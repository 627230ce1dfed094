use crate::error::{Error, Result};
use crate::logging::{Log, NullLog};
use crate::pattern::Rule;
use crate::replace::multi_replace;
use crate::transform::move_file;
use crate::walk::find_backup_files;
use std::fs;
use std::path::Path;
use std::time::SystemTime;

fn modified_time(path: &str) -> Result<SystemTime> {
    fs::metadata(path)
        .and_then(|m| m.modified())
        .map_err(|e| Error::io(path, e))
}

/// Restore original files from backups, using the rule set to reverse
/// predicted renames.
///
/// For each backup at `X + backup_suffix`: apply the rules to `X` to predict
/// where the file was renamed to; skip with a warning when the predicted file
/// is missing or when the backup is newer than it (the state looks
/// inconsistent, so we refuse to guess); otherwise move the backup back over
/// `X` and remove the renamed file. Returns (restored, skipped).
pub fn undo_backups(
    root_paths: &[String],
    rules: &[Rule],
    backup_suffix: &str,
    include_pat: &str,
    exclude_pat: &str,
    dry_run: bool,
    log: &dyn Log,
) -> Result<(usize, usize)> {
    let backup_files = find_backup_files(root_paths, backup_suffix, include_pat, exclude_pat)?;

    let mut restored = 0;
    let mut skipped = 0;
    for backup_path in backup_files {
        let Some(original_path) = backup_path.strip_suffix(backup_suffix) else {
            continue;
        };
        let original_path = original_path.to_string();

        let (predicted, _) = multi_replace(original_path.as_bytes(), rules, None, &NullLog);
        let predicted_path = String::from_utf8(predicted)
            .map_err(|_| Error::InvalidPath(original_path.clone()))?;

        let target_path = if predicted_path == original_path {
            // No rename happened, just a content change.
            &original_path
        } else {
            &predicted_path
        };

        if !Path::new(target_path).exists() {
            log.log(&format!(
                "- skip: {backup_path}: expected '{target_path}' not found"
            ));
            skipped += 1;
            continue;
        }
        if modified_time(&backup_path)? > modified_time(target_path)? {
            log.log(&format!(
                "- skip: {backup_path}: backup is newer than current file"
            ));
            skipped += 1;
            continue;
        }

        if dry_run {
            log.log(&format!(
                "- restore (dry-run): {backup_path} -> {original_path}"
            ));
        } else {
            move_file(&backup_path, &original_path, true)?;
            if predicted_path != original_path && Path::new(&predicted_path).exists() {
                fs::remove_file(&predicted_path)
                    .map_err(|e| Error::io(predicted_path.as_str(), e))?;
            }
            log.log(&format!("- restore: {backup_path} -> {original_path}"));
        }
        restored += 1;
    }

    Ok((restored, skipped))
}

/// Remove backup files. Returns how many were removed (or would be, in
/// dry-run mode).
pub fn clean_backups(
    root_paths: &[String],
    backup_suffix: &str,
    include_pat: &str,
    exclude_pat: &str,
    dry_run: bool,
    log: &dyn Log,
) -> Result<usize> {
    let backup_files = find_backup_files(root_paths, backup_suffix, include_pat, exclude_pat)?;

    let mut removed = 0;
    for backup_path in backup_files {
        if dry_run {
            log.log(&format!("- remove (dry-run): {backup_path}"));
        } else {
            fs::remove_file(&backup_path).map_err(|e| Error::io(backup_path.as_str(), e))?;
            log.log(&format!("- remove: {backup_path}"));
        }
        removed += 1;
    }

    Ok(removed)
}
:::
_TASK ITEM_: Start to finish, transcribe the listing above exactly.

_ANSWER_:
repository 627230ce1dfed094
use crate::error::{Error, Result};
use crate::logging::{Log, NullLog};
use crate::pattern::Rule;
use crate::replace::multi_replace;
use crate::transform::move_file;
use crate::walk::find_backup_files;
use std::fs;
use std::path::Path;
use std::time::SystemTime;

fn modified_time(path: &str) -> Result<SystemTime> {
    fs::metadata(path)
        .and_then(|m| m.modified())
        .map_err(|e| Error::io(path, e))
}

/// Restore original files from backups, using the rule set to reverse
/// predicted renames.
///
/// For each backup at `X + backup_suffix`: apply the rules to `X` to predict
/// where the file was renamed to; skip with a warning when the predicted file
/// is missing or when the backup is newer than it (the state looks
/// inconsistent, so we refuse to guess); otherwise move the backup back over
/// `X` and remove the renamed file. Returns (restored, skipped).
pub fn undo_backups(
    root_paths: &[String],
    rules: &[Rule],
    backup_suffix: &str,
    include_pat: &str,
    exclude_pat: &str,
    dry_run: bool,
    log: &dyn Log,
) -> Result<(usize, usize)> {
    let backup_files = find_backup_files(root_paths, backup_suffix, include_pat, exclude_pat)?;

    let mut restored = 0;
    let mut skipped = 0;
    for backup_path in backup_files {
        let Some(original_path) = backup_path.strip_suffix(backup_suffix) else {
            continue;
        };
        let original_path = original_path.to_string();

        let (predicted, _) = multi_replace(original_path.as_bytes(), rules, None, &NullLog);
        let predicted_path = String::from_utf8(predicted)
            .map_err(|_| Error::InvalidPath(original_path.clone()))?;

        let target_path = if predicted_path == original_path {
            // No rename happened, just a content change.
            &original_path
        } else {
            &predicted_path
        };

        if !Path::new(target_path).exists() {
            log.log(&format!(
                "- skip: {backup_path}: expected '{target_path}' not found"
            ));
            skipped += 1;
            continue;
        }
        if modified_time(&backup_path)? > modified_time(target_path)? {
            log.log(&format!(
                "- skip: {backup_path}: backup is newer than current file"
            ));
            skipped += 1;
            continue;
        }

        if dry_run {
            log.log(&format!(
                "- restore (dry-run): {backup_path} -> {original_path}"
            ));
        } else {
            move_file(&backup_path, &original_path, true)?;
            if predicted_path != original_path && Path::new(&predicted_path).exists() {
                fs::remove_file(&predicted_path)
                    .map_err(|e| Error::io(predicted_path.as_str(), e))?;
            }
            log.log(&format!("- restore: {backup_path} -> {original_path}"));
        }
        restored += 1;
    }

    Ok((restored, skipped))
}

/// Remove backup files. Returns how many were removed (or would be, in
/// dry-run mode).
pub fn clean_backups(
    root_paths: &[String],
    backup_suffix: &str,
    include_pat: &str,
    exclude_pat: &str,
    dry_run: bool,
    log: &dyn Log,
) -> Result<usize> {
    let backup_files = find_backup_files(root_paths, backup_suffix, include_pat, exclude_pat)?;

    let mut removed = 0;
    for backup_path in backup_files {
        if dry_run {
            log.log(&format!("- remove (dry-run): {backup_path}"));
        } else {
            fs::remove_file(&backup_path).map_err(|e| Error::io(backup_path.as_str(), e))?;
            log.log(&format!("- remove: {backup_path}"));
        }
        removed += 1;
    }

    Ok(removed)
}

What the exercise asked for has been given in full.